Civil service, once a mainstay of the employment picture in our big cities, continues to wither. Last month the federal government dropped 9,000 positions, as local governments added about 8,000 workers. Over the past year, federal government employment has fallen by 85,000 jobs.

The civilian labor force – the percentage of working age adults who are employed or looking for work – remains at a standstill. For March 2014, the figure is 63.2 percent, while in March 2013 it was 63.3 percent. The employment-population ratio of 58.9 percent is up slightly over March 2013’s 58.5 percent.
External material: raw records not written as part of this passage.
// ---------------------------------------------------------------------------
// Component
// ---------------------------------------------------------------------------

#[component]
pub fn MapView(state: MapState) -> Element {
    let config = state.config;
    let mut open_popup = state.open_popup;

    // View state (local to the map; layers live in `state`)
    let mut center = use_signal(|| config.center);
    let mut zoom = use_signal(|| config.zoom);
    let mut size = use_signal(|| FALLBACK_SIZE);
    let mut wheel_accum = use_signal(|| 0.0_f64);

    // Drag state (mouse)
    let mut is_dragging = use_signal(|| false);
    let mut did_drag = use_signal(|| false);
    let mut drag_start = use_signal(|| Point::new(0.0, 0.0));
    let mut drag_start_center = use_signal(|| config.center);

    // Touch state
    let mut touch_start = use_signal(|| None::<Point>);
    let mut touch_did_pan = use_signal(|| false);
    let mut touch_start_center = use_signal(|| config.center);
    let mut is_pinching = use_signal(|| false);
    let mut pinch_start_distance = use_signal(|| 0.0_f64);
    let mut pinch_scale = use_signal(|| 1.0_f64);
    let mut pinch_midpoint = use_signal(|| Point::new(0.0, 0.0));

    let viewport = move || Viewport::new(*center.read(), *zoom.read(), *size.read());

    let mut measure = move || {
        if let Some(rect) = coords::container_rect(MAP_CONTAINER_ID) {
            if rect.width() > 0.0 && rect.height() > 0.0 {
                size.set(Point::new(rect.width(), rect.height()));
            }
        }
    };

    // Switching to a base layer with a lower max zoom pulls the view back in range
    use_effect(move || {
        let base = *state.base_layer.read();
        let current = *zoom.peek();
        let clamped = config.clamp_zoom(current as i32, base);
        if clamped != current {
            zoom.set(clamped);
        }
    });

    let mut zoom_by = move |steps: i32, anchor: Option<Point>| {
        let vp = viewport();
        let base = *state.base_layer.peek();
        let new_zoom = config.clamp_zoom((vp.zoom as i32).saturating_add(steps), base);
        if new_zoom == vp.zoom {
            return;
        }
        let anchor = anchor.unwrap_or_else(|| vp.size.scale(0.5));
        center.set(vp.center_for_zoom_around(anchor, new_zoom));
        zoom.set(new_zoom);
    };

    // Pane coordinates are world pixels at the current zoom minus this
    // origin; it only moves on zoom so panning never rebuilds the overlays.
    let pixel_origin = use_memo(move || {
        let z = *zoom.read();
        project(*center.peek(), z).round()
    });

    let markers = use_memo(move || {
        let z = *zoom.read();
        let origin = *pixel_origin.read();
        project_markers(&state.earthquakes.read(), z, origin)
    });

    let quake_svg = use_memo(move || {
        if !*state.show_earthquakes.read() {
            return String::new();
        }
        let mut svg = String::with_capacity(64 * 1024);
        build_marker_circles(&mut svg, &markers.read());
        wrap_svg(&svg)
    });

    let plate_svg = use_memo(move || {
        if !*state.show_plates.read() {
            return String::new();
        }
        let z = *zoom.read();
        let origin = *pixel_origin.read();
        let mut svg = String::with_capacity(64 * 1024);
        build_plate_outlines(&mut svg, &state.plates.read(), z, origin, &PLATE_STYLE);
        wrap_svg(&svg)
    });

    // Clicking the map opens the popup of the marker under the cursor, or
    // closes any open popup.
    let mut handle_click = move |container_point: Point| {
        if !*state.show_earthquakes.peek() {
            open_popup.set(None);
            return;
        }
        let vp = viewport();
        let pane_point = coords::container_to_pane(container_point, &vp, *pixel_origin.peek());
        let hit = hit_test(&markers.peek(), pane_point);
        open_popup.set(hit);
    };

    let vp = viewport();
    let origin = *pixel_origin.read();
    let offset = coords::pane_offset(&vp, origin);
    let base_layer = config.base_layer(*state.base_layer.read());
    let tiles = place_tiles(&vp, &base_layer, origin);
    let max_zoom = base_layer.max_zoom;
    let at_max = vp.zoom >= max_zoom;
    let at_min = vp.zoom <= config.min_zoom;

    let popup = (*open_popup.read())
        .filter(|_| *state.show_earthquakes.read())
        .and_then(|idx| {
            let marker = markers.read().get(idx).copied()?;
            let details = state.earthquakes.read().get(idx)?.details();
            Some((details, marker))
        });

    let pane_style = format!(
        "transform: translate({}px, {}px);",
        offset.x.round(),
        offset.y.round()
    );
    let container_class = if *is_dragging.read() && *did_drag.read() {
        "map-container dragging"
    } else {
        "map-container"
    };

    rsx! {
        div { class: "map-root",
            div {
                id: MAP_CONTAINER_ID,
                class: "{container_class}",

                onmounted: move |_| measure(),
                onresize: move |_| measure(),

                onwheel: move |evt: Event<WheelData>| {
                    evt.prevent_default();
                    let accum = *wheel_accum.read() + coords::wheel_delta_y(evt.data().delta());
                    let (steps, rest) = coords::wheel_zoom_steps(accum);
                    wheel_accum.set(rest);
                    if steps == 0 {
                        return;
                    }
                    let client = evt.data().client_coordinates();
                    let anchor = coords::client_to_container_point(client.x, client.y, MAP_CONTAINER_ID);
                    zoom_by(steps, anchor);
                },

                onmousedown: move |evt: Event<MouseData>| {
                    if evt.trigger_button() != Some(MouseButton::Primary) {
                        return;
                    }
                    let client = evt.client_coordinates();
                    is_dragging.set(true);
                    did_drag.set(false);
                    drag_start.set(Point::new(client.x, client.y));
                    drag_start_center.set(*center.read());
                },

                onmousemove: move |evt: Event<MouseData>| {
                    if !*is_dragging.read() {
                        return;
                    }
                    let client = evt.client_coordinates();
                    let start = *drag_start.read();
                    let delta = Point::new(client.x - start.x, client.y - start.y);

                    if !*did_drag.read() && (delta.x.abs() > DRAG_THRESHOLD || delta.y.abs() > DRAG_THRESHOLD) {
                        did_drag.set(true);
                    }
                    if *did_drag.read() {
                        let from = Viewport::new(*drag_start_center.read(), *zoom.read(), *size.read());
                        center.set(from.panned_by(delta));
                    }
                },

                onmouseup: move |evt: Event<MouseData>| {
                    let was_dragging = *is_dragging.read();
                    let was_drag = *did_drag.read();
                    is_dragging.set(false);

                    // A mouseup without drag movement = a click
                    if was_dragging && !was_drag {
                        let client = evt.client_coordinates();
                        if let Some(point) = coords::client_to_container_point(client.x, client.y, MAP_CONTAINER_ID) {
                            handle_click(point);
                        }
                    }
                },

                onmouseleave: move |_| {
                    is_dragging.set(false);
                },

                ondoubleclick: move |evt: Event<MouseData>| {
                    evt.prevent_default();
                    let client = evt.client_coordinates();
                    let anchor = coords::client_to_container_point(client.x, client.y, MAP_CONTAINER_ID);
                    zoom_by(1, anchor);
                },

                // --- Touch event handlers ---

                ontouchstart: move |evt: Event<TouchData>| {
                    evt.prevent_default();
                    let touches = evt.data().touches();
                    if touches.len() == 1 {
                        let t = &touches[0];
                        touch_start.set(Some(Point::new(t.client_coordinates().x, t.client_coordinates().y)));
                        touch_did_pan.set(false);
                        touch_start_center.set(*center.read());
                    } else if touches.len() >= 2 {
                        let p0 = Point::new(touches[0].client_coordinates().x, touches[0].client_coordinates().y);
                        let p1 = Point::new(touches[1].client_coordinates().x, touches[1].client_coordinates().y);
                        is_pinching.set(true);
                        pinch_start_distance.set(p0.distance_to(p1));
                        pinch_scale.set(1.0);
                        pinch_midpoint.set(p0.add(p1).scale(0.5));
                        // Cancel any tap tracking
                        touch_start.set(None);
                        touch_did_pan.set(true);
                    }
                },

                ontouchmove: move |evt: Event<TouchData>| {
                    evt.prevent_default();
                    let touches = evt.data().touches();

                    if *is_pinching.read() && touches.len() >= 2 {
                        let p0 = Point::new(touches[0].client_coordinates().x, touches[0].client_coordinates().y);
                        let p1 = Point::new(touches[1].client_coordinates().x, touches[1].client_coordinates().y);
                        let start_d = *pinch_start_distance.read();
                        if start_d >= 1.0 {
                            pinch_scale.set(p0.distance_to(p1) / start_d);
                        }
                    } else if touches.len() == 1 {
                        let t = &touches[0];
                        let cur = Point::new(t.client_coordinates().x, t.client_coordinates().y);
                        if let Some(start) = *touch_start.read() {
                            if !*touch_did_pan.read() && start.distance_to(cur) > TOUCH_DRAG_THRESHOLD {
                                touch_did_pan.set(true);
                            }
                            if *touch_did_pan.read() {
                                let from = Viewport::new(*touch_start_center.read(), *zoom.read(), *size.read());
                                center.set(from.panned_by(cur.subtract(start)));
                            }
                        }
                    }
                },

                ontouchend: move |evt: Event<TouchData>| {
                    evt.prevent_default();
                    let remaining = evt.data().touches().len();

                    if *is_pinching.read() {
                        // Wait for all fingers to lift, then snap to whole zoom levels
                        if remaining == 0 {
                            is_pinching.set(false);
                            touch_start.set(None);
                            let steps = pinch_scale.read().max(1e-3).log2().round() as i32;
                            let mid = *pinch_midpoint.read();
                            let anchor = coords::client_to_container_point(mid.x, mid.y, MAP_CONTAINER_ID);
                            zoom_by(steps, anchor);
                        }
                        return;
                    }

                    // Single-finger tap: no pan occurred and all fingers are up
                    if remaining == 0 && !*touch_did_pan.read() {
                        if let Some(start) = *touch_start.read() {
                            if let Some(point) = coords::client_to_container_point(start.x, start.y, MAP_CONTAINER_ID) {
                                handle_click(point);
                            }
                        }
                    }

                    if remaining == 0 {
                        touch_start.set(None);
                    }
                },

                ontouchcancel: move |_evt: Event<TouchData>| {
                    touch_start.set(None);
                    touch_did_pan.set(false);
                    is_pinching.set(false);
                },

                // Map pane: tiles, overlays and popup share one translation
                div {
                    class: "map-pane",
                    style: "{pane_style}",

                    div { class: "tile-pane",
                        for tile in tiles {
                            img {
                                key: "{tile.key}",
                                class: "map-tile",
                                src: "{tile.url}",
                                draggable: "false",
                                alt: "",
                                style: "left: {tile.left}px; top: {tile.top}px;",
                            }
                        }
                    }

                    div {
                        class: "overlay-pane",
                        dangerous_inner_html: "{plate_svg}",
                    }
                    div {
                        class: "overlay-pane",
                        dangerous_inner_html: "{quake_svg}",
                    }

                    if let Some((details, marker)) = popup {
                        QuakePopup {
                            details,
                            left: marker.pos.x,
                            tip_y: marker.pos.y - marker.style.radius - POPUP_GAP,
                            on_close: move |_| open_popup.set(None),
                        }
                    }
                }
            }

            // Controls sit outside the event container so clicks on them
            // never pan or hit-test the map.
            div { class: "zoom-control",
                button {
                    title: "Zoom in",
                    disabled: at_max,
                    onclick: move |_| zoom_by(1, None),
                    "+"
                }
                button {
                    title: "Zoom out",
                    disabled: at_min,
                    onclick: move |_| zoom_by(-1, None),
                    "\u{2212}"
                }
            }

            if !base_layer.attribution.is_empty() {
                div { class: "attribution", "{base_layer.attribution}" }
            }
        }
    }
}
The long-term unemployed – those out of work more than six months – number 3.7 million. They represent 35.8 percent of the United States’ 10.5 million unemployed people who are looking for work. The average amount of time out-of-work Americans spend between jobs is now 35.6 weeks. Since extended jobless benefits were ended four months ago by the refusal of the U.S. House to pass an extension, 2.3 million people have been without this support, along with their 1.2 million dependent children.

If the US economy is understood to require job increases of 150,000 per month to keep pace with population growth, then it is clear the economy is not presently capable of generating the work needed to convert the unemployed into wage earners.  There simply don’t appear to be any indicators on the employment scene suggestive of an economy on the rise.

Under these circumstances, Janet Yellen was in the Chicago Political Economy Group’s hometown to put a shiny gloss on this bleak picture in a talk entitled “What the Federal Reserve Is Doing to Promote a Stronger Job Market.”

Yellen described a slack labor market where significantly more people are willing and capable of filling a job than there are jobs for them to fill. She pointed to the seven million people working part time who would like a full-time job, a figure substantially higher than expected, given the official unemployment rate of 6.7 percent. Also, people are quitting their jobs at a rate below pre-recession levels because they know the next job will be awfully tough to find. Another element of slack is found in the high number of long-term unemployed. Finally, a labor force participation rate persistently below the pre-recession rate of 66 percent is further confirmation of slack.

Like any Fed Chair’s remarks, Yellen’s speech was peppered with messages to the financial sector, which needs constant reassurance that interest rates will remain bargain basement-low and that the central bank’s munificence will continue to flow its way. After being criticized for sending mixed signals after the Fed’s mid-March Open Markets Committee meeting, in Chicago Yellen sought to erase any confusion about the Fed’s position. Thus:

Recent steps by the Fed to reduce the rate of new securities purchases are not a lessening of this commitment, only a judgment that recent progress in the labor market means our aid for the recovery need not grow as quickly. Earlier this month, the Fed reiterated its overall commitment to maintain extraordinary support for the recovery for some time to come.

Those measures have produced a balance sheet made up of bonds and financial assets purchased in financial markets that has grown to $4.2 trillion – all motivated, said the Fed chair, “to spur economic activity and create jobs.” These policies are not only failing to bring about an economic recovery, but could instead be moving us towards another financial crash, whose effects could be even more devastating than our experience since 2008.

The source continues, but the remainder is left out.